I didn't know what might be missing in that config, so for the sake of progress, I simply disabled apparmor altogether (simply stopping the service wasn't enough, had to disable the service and reboot).  I hope that information is useful as you guys transition to testing on Ubuntu.

I saw in the documentation that the memory backing needed to be shared, and the libvirt documentation seemed to indicate that that hugetable backing is shared by default http://libvirt.org/formatdomain.html#elementsMemoryBacking
...  so all I specified was (i.e. I omitted the <nosharepages> element):

<memoryBacking>

    <hugepages/>

</memoryBacking>

Wouldn't omitting the <nosharepages> be sufficient?

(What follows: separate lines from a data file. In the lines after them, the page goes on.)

//! pantheon-core: Quiz parsing, scoring, and persona resolution.
//!
//! This crate defines the data model, the prompt and parser pair that turns
//! generated text into quiz questions, and the deterministic scorer that
//! maps answer tallies to one of sixteen personas.

pub mod engine;
pub mod error;
pub mod model;
pub mod parser;
pub mod persona;
pub mod prompt;
pub mod scoring;
pub mod topics;
pub mod traits;
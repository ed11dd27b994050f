//! Provider error types.
//!
//! The error enum lives in `pantheon-core` so the engine, retry wrapper and
//! HTTP layer share one definition; it is re-exported here for backends.

pub use pantheon_core::error::ProviderError;
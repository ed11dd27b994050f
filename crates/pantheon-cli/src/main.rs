//! pantheon CLI: serve the quiz API, generate questions, and score tallies.

use std::path::PathBuf;
use std::process;

use clap::{Parser, Subcommand};

use pantheon_core::model::{AnswerTally, Axis};

mod commands;

use commands::OutputFormat;

#[derive(Parser)]
#[command(
    name = "pantheon",
    version,
    about = "LLM-backed MBTI quiz with Greek-deity personas"
)]
struct Cli {
    #[command(subcommand)]
    command: Commands,
}

#[derive(Subcommand)]
enum Commands {
    /// Run the HTTP API
    Serve {
        /// Bind address (overrides server.host)
        #[arg(long)]
        host: Option<String>,

        /// Listen port (overrides server.port)
        #[arg(long)]
        port: Option<u16>,

        /// Config file path
        #[arg(long)]
        config: Option<PathBuf>,
    },

    /// Generate a full 20-question set
    Quiz {
        /// Config file path
        #[arg(long)]
        config: Option<PathBuf>,

        /// Output format
        #[arg(long, value_enum, default_value_t = OutputFormat::Text)]
        format: OutputFormat,
    },

    /// Generate a single question
    Question {
        /// 1-based question number (selects the topic)
        #[arg(long)]
        number: usize,

        /// Axis to probe: EI, SN, TF or JP
        #[arg(long)]
        category: Axis,

        /// Config file path
        #[arg(long)]
        config: Option<PathBuf>,

        /// Output format
        #[arg(long, value_enum, default_value_t = OutputFormat::Text)]
        format: OutputFormat,
    },

    /// Score an answer tally offline
    Result {
        /// Counts per letter, e.g. "E=3,I=1,S=0,N=4,T=2,F=2,J=1,P=5"
        #[arg(long)]
        tally: AnswerTally,

        /// Output format
        #[arg(long, value_enum, default_value_t = OutputFormat::Text)]
        format: OutputFormat,
    },

    /// List all sixteen personas
    Personas,

    /// Print the generation prompt
    Prompt {
        /// Question number for the single-question prompt
        #[arg(long, requires = "category")]
        number: Option<usize>,

        /// Axis for the single-question prompt
        #[arg(long, requires = "number")]
        category: Option<Axis>,
    },

    /// List available models
    ListModels {
        /// Filter to specific provider
        #[arg(long)]
        provider: Option<String>,

        /// Config file path
        #[arg(long)]
        config: Option<PathBuf>,
    },

    /// Create a starter pantheon.toml
    Init,
}

#[tokio::main]
async fn main() {
    tracing_subscriber::fmt()
        .with_env_filter(
            tracing_subscriber::EnvFilter::try_from_default_env()
                .unwrap_or_else(|_| tracing_subscriber::EnvFilter::new("pantheon=info")),
        )
        .with_writer(std::io::stderr)
        .init();

    let cli = Cli::parse();

    let result = match cli.command {
        Commands::Serve { host, port, config } => {
            commands::serve::execute(host, port, config).await
        }
        Commands::Quiz { config, format } => commands::quiz::execute(config, format).await,
        Commands::Question {
            number,
            category,
            config,
            format,
        } => commands::question::execute(number, category, config, format).await,
        Commands::Result { tally, format } => commands::result::execute(&tally, format),
        Commands::Personas => commands::personas::execute(),
        Commands::Prompt { number, category } => commands::prompt::execute(number, category),
        Commands::ListModels { provider, config } => {
            commands::list_models::execute(provider, config).await
        }
        Commands::Init => commands::init::execute(),
    };

    if let Err(e) = result {
        eprintln!("Error: {e:#}");
        process::exit(1);
    }
}
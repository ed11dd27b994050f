use axum::{routing::get, Json, Router};
use serde::{Deserialize, Serialize};

use crate::state::AppState;

#[derive(Debug, Serialize, Deserialize)]
pub struct HealthResponse {
    pub status: String,
    pub version: String,
}

pub fn router() -> Router<AppState> {
    Router::new().route("/health", get(health_check))
}

/// Liveness probe. Does not touch the generation backend.
pub async fn health_check() -> Json<HealthResponse> {
    Json(HealthResponse {
        status: "ok".to_string(),
        version: env!("CARGO_PKG_VERSION").to_string(),
    })
}
//! OpenAI-compatible chat completions provider.

use std::time::Instant;

use anyhow::Result;
use async_trait::async_trait;
use serde::{Deserialize, Serialize};
use tracing::instrument;

use pantheon_core::traits::{GenerateRequest, GenerateResponse, LlmProvider, ModelInfo, TokenUsage};

use crate::http::{build_client, check_status, decode, transport_error};

const DEFAULT_BASE_URL: &str = "https://api.openai.com";
pub(crate) const DEFAULT_TIMEOUT_SECS: u64 = 120;

/// Any endpoint speaking the OpenAI chat completions protocol.
pub struct OpenAiProvider {
    api_key: String,
    base_url: String,
    org_id: Option<String>,
    timeout_secs: u64,
    client: reqwest::Client,
}

impl OpenAiProvider {
    pub fn new(api_key: &str, base_url: Option<String>, org_id: Option<String>) -> Result<Self> {
        Self::with_timeout(api_key, base_url, org_id, DEFAULT_TIMEOUT_SECS)
    }

    pub fn with_timeout(
        api_key: &str,
        base_url: Option<String>,
        org_id: Option<String>,
        timeout_secs: u64,
    ) -> Result<Self> {
        Ok(Self {
            api_key: api_key.to_string(),
            base_url: base_url
                .unwrap_or_else(|| DEFAULT_BASE_URL.to_string())
                .trim_end_matches('/')
                .to_string(),
            org_id,
            timeout_secs,
            client: build_client(timeout_secs)?,
        })
    }
}

#[derive(Serialize)]
struct ChatRequest<'a> {
    model: &'a str,
    max_tokens: u32,
    temperature: f64,
    messages: Vec<ChatMessage<'a>>,
}

#[derive(Serialize)]
struct ChatMessage<'a> {
    role: &'static str,
    content: &'a str,
}

#[derive(Deserialize)]
struct ChatResponse {
    choices: Vec<ChatChoice>,
    #[serde(default)]
    usage: ChatUsage,
    model: String,
}

#[derive(Deserialize)]
struct ChatChoice {
    message: ChatChoiceMessage,
}

#[derive(Deserialize)]
struct ChatChoiceMessage {
    #[serde(default)]
    content: Option<String>,
}

#[derive(Deserialize, Default)]
struct ChatUsage {
    #[serde(default)]
    prompt_tokens: u32,
    #[serde(default)]
    completion_tokens: u32,
    #[serde(default)]
    total_tokens: u32,
}

#[async_trait]
impl LlmProvider for OpenAiProvider {
    fn name(&self) -> &str {
        "openai"
    }

    #[instrument(skip(self, request), fields(model = %request.model))]
    async fn generate(&self, request: &GenerateRequest) -> anyhow::Result<GenerateResponse> {
        let start = Instant::now();

        let mut messages = Vec::with_capacity(2);
        if let Some(system) = &request.system_prompt {
            messages.push(ChatMessage {
                role: "system",
                content: system,
            });
        }
        messages.push(ChatMessage {
            role: "user",
            content: &request.prompt,
        });

        let body = ChatRequest {
            model: &request.model,
            max_tokens: request.max_tokens,
            temperature: request.temperature,
            messages,
        };

        let mut req = self
            .client
            .post(format!("{}/v1/chat/completions", self.base_url))
            .bearer_auth(&self.api_key);
        if let Some(org) = &self.org_id {
            req = req.header("OpenAI-Organization", org);
        }

        let response = req
            .json(&body)
            .send()
            .await
            .map_err(|e| transport_error(e, self.timeout_secs))?;
        let api_response: ChatResponse = decode(check_status(response).await?).await?;

        // A refusal or filtered completion comes back with null content;
        // treat it as empty text and let the parser fill in.
        let content = api_response
            .choices
            .into_iter()
            .next()
            .and_then(|c| c.message.content)
            .unwrap_or_default();

        Ok(GenerateResponse {
            content,
            model: api_response.model,
            token_usage: TokenUsage {
                prompt_tokens: api_response.usage.prompt_tokens,
                completion_tokens: api_response.usage.completion_tokens,
                total_tokens: api_response.usage.total_tokens,
            },
            latency_ms: start.elapsed().as_millis() as u64,
        })
    }

    fn available_models(&self) -> Vec<ModelInfo> {
        [
            ("gpt-4o-mini", "GPT-4o Mini", 128_000),
            ("gpt-4o", "GPT-4o", 128_000),
            ("gpt-4.1-mini", "GPT-4.1 Mini", 1_000_000),
        ]
        .into_iter()
        .map(|(id, name, max_context)| ModelInfo {
            id: id.into(),
            name: name.into(),
            provider: "openai".into(),
            max_context,
        })
        .collect()
    }
}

I noticed that you didn't include any sort of xml for connecting to the vhost-user-1 socket.  Isn't that required?

Thanks again,
Gabe

From: Mooney, Sean K [mailto:sean.k.mooney at intel.com]
Sent: Wednesday, August 19, 2015 2:05 PM
To: Gabe Black
Cc: John Lange; bugs at openvswitch.org<mailto:bugs at openvswitch.org>; Mooney, Sean K
Subject: RE: DPDK OVS on Ubuntu 15.04


Hello Gabriel,



Thanks for trying our code :)

Sorry for the long email but I will try to answer all your questions.

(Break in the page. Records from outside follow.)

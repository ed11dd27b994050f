pub mod health;
pub mod mbti;
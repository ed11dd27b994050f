//! HTTP plumbing shared by the REST-backed providers.

use std::time::Duration;

use anyhow::{Context, Result};

use pantheon_core::error::ProviderError;

/// Fallback wait when a 429 carries no usable `retry-after` header.
const DEFAULT_RETRY_AFTER_SECS: u64 = 5;

pub(crate) fn build_client(timeout_secs: u64) -> Result<reqwest::Client> {
    reqwest::Client::builder()
        .timeout(Duration::from_secs(timeout_secs))
        .build()
        .context("failed to build HTTP client")
}

/// Map a transport failure to a provider error.
pub(crate) fn transport_error(e: reqwest::Error, timeout_secs: u64) -> ProviderError {
    if e.is_timeout() {
        ProviderError::Timeout(timeout_secs)
    } else {
        ProviderError::NetworkError(e.to_string())
    }
}

/// Turn error statuses into provider errors; pass successful responses
/// through untouched.
pub(crate) async fn check_status(response: reqwest::Response) -> Result<reqwest::Response, ProviderError> {
    let status = response.status().as_u16();
    if status < 400 {
        return Ok(response);
    }

    if status == 429 {
        let retry_after = response
            .headers()
            .get("retry-after")
            .and_then(|v| v.to_str().ok())
            .and_then(|v| v.trim().parse::<u64>().ok())
            .unwrap_or(DEFAULT_RETRY_AFTER_SECS)
            .saturating_mul(1000);
        return Err(ProviderError::RateLimited {
            retry_after_ms: retry_after,
        });
    }

    let body = response.text().await.unwrap_or_default();
    Err(match status {
        401 | 403 => ProviderError::AuthenticationFailed(body),
        404 => ProviderError::ModelNotFound(body),
        _ => ProviderError::ApiError {
            status,
            message: body,
        },
    })
}

/// Decode a JSON body, reporting malformed payloads as API errors.
pub(crate) async fn decode<T: serde::de::DeserializeOwned>(
    response: reqwest::Response,
) -> Result<T, ProviderError> {
    response.json().await.map_err(|e| ProviderError::ApiError {
        status: 0,
        message: format!("failed to parse response: {e}"),
    })
}
//! Quiz endpoints: full-set generation, single-question generation and
//! result computation.

use axum::extract::State;
use axum::{routing::post, Json, Router};
use serde::Deserialize;

use pantheon_core::model::{AnswerTally, Axis, QuestionRecord, QuizSet};
use pantheon_core::persona::PersonaRecord;

use crate::error::AppError;
use crate::extract::AppJson;
use crate::state::AppState;

pub fn router() -> Router<AppState> {
    Router::new()
        .route("/api/mbti/start", post(start))
        .route("/api/mbti/question", post(question))
        .route("/api/mbti/result", post(result))
}

#[derive(Debug, Deserialize)]
#[serde(rename_all = "camelCase")]
pub struct QuestionRequest {
    pub question_number: usize,
    pub category: String,
}

#[derive(Debug, Deserialize)]
pub struct ResultRequest {
    pub answers: AnswerTally,
}

/// Generate a complete 20-question set.
pub async fn start(State(state): State<AppState>) -> Result<Json<QuizSet>, AppError> {
    let set = state
        .engine
        .generate_quiz_set()
        .await
        .map_err(AppError::Generation)?;
    Ok(Json(set))
}

/// Generate one question for the client's step-by-step flow.
pub async fn question(
    State(state): State<AppState>,
    AppJson(req): AppJson<QuestionRequest>,
) -> Result<Json<QuestionRecord>, AppError> {
    if req.question_number == 0 {
        return Err(AppError::Validation(
            "questionNumber must be at least 1".to_string(),
        ));
    }
    let axis: Axis = req.category.parse().map_err(|_| {
        AppError::Validation(format!(
            "category must be one of EI, SN, TF, JP (got '{}')",
            req.category
        ))
    })?;

    let record = state
        .engine
        .generate_question(req.question_number, axis)
        .await
        .map_err(AppError::Generation)?;
    Ok(Json(record))
}

/// Score a completed tally and return the matching persona.
pub async fn result(
    State(state): State<AppState>,
    AppJson(req): AppJson<ResultRequest>,
) -> Json<&'static PersonaRecord> {
    Json(state.engine.compute_result(&req.answers))
}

We used to support deploying on ubuntu 12.04 however for the last 9 months we have not had capacity to

Test our deployment code on Ubuntu. It is good timing however as we are currently working on updating our deployment

code to work on Ubuntu.



I have just opened  a bug to track this here https://bugs.launchpad.net/networking-ovs-dpdk/+bug/1486697

Just as a side note we are currently updateing our documentation to include a short getting started guide for

Fedora 21. When we close the above bug we will update the getting started guide we information regarding deployment

On ubunutu also. The current fedora guide can be found here https://review.openstack.org/#/c/214156/2 however it

will not solve your current issues.



Currently we are investigating a number of issues relating to Ubuntu deployment.

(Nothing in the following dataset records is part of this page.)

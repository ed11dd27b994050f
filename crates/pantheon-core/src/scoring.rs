//! Tally scoring into a four-letter type code.

use crate::model::{AnswerTally, Axis};
use crate::persona::TypeCode;

/// Score a tally into a type code.
///
/// For each axis the first letter wins only with a strictly greater count;
/// ties go to the second letter (I, N, F, P).
pub fn score(tally: &AnswerTally) -> TypeCode {
    let [ei, sn, tf, jp] = Axis::ALL.map(|axis| {
        if tally.get(axis.first()) > tally.get(axis.second()) {
            axis.first()
        } else {
            axis.second()
        }
    });
    TypeCode::from_letters(ei, sn, tf, jp)
}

We are aware of the su command limitation on Ubuntu and will be updating our code to make it compatible.

On Ubuntu 12.04 there previously was both a "libvirt-qemu" user and group

On 14.04 I belive the "libvirt-qemu" group has changed to "kvm"

On Ubuntu 15.04 you should have a new enough Libvirt and qemu installed by default.

On 14.04 the kilo branch of the Ubuntu cloud archive will provide the correct qemu and Libvirt versions.



In general I recommend Libvirt 1.2.13+ and qemu 2.2+



If you are manually booting with vhost-user  via Libvirt  in addition to specify  the memory backing element

<memoryBacking>

    <hugepages/>

  </memoryBacking>

You also need set the hugepages to be mapped as shared.

This can be done via the numa element in the Libvirt xml

e.g.

  <numa>

      <cell id='0' cpus='0-3' memory='512000' unit='KiB' memAccess='shared'/>

  </numa>



When booting vms with OpenStack this limitation was worked around in our qemu wrapper script for kilo and has be fixed upstream in the liberty nova tree.



The following message can be safely ignored.

2015-08-18T22:20:28Z|00011|dpif_netlink|ERR|Generic Netlink family 'ovs_datapath' does not exist. The Open vSwitch kernel module is probably not loaded.

As part of the plugin we also unload the  kernel module but as it is not required when using dpdk.



This error message is issues because our devstack plugin does not currently create the bridges and set their datapath to netdev as a single atomic command.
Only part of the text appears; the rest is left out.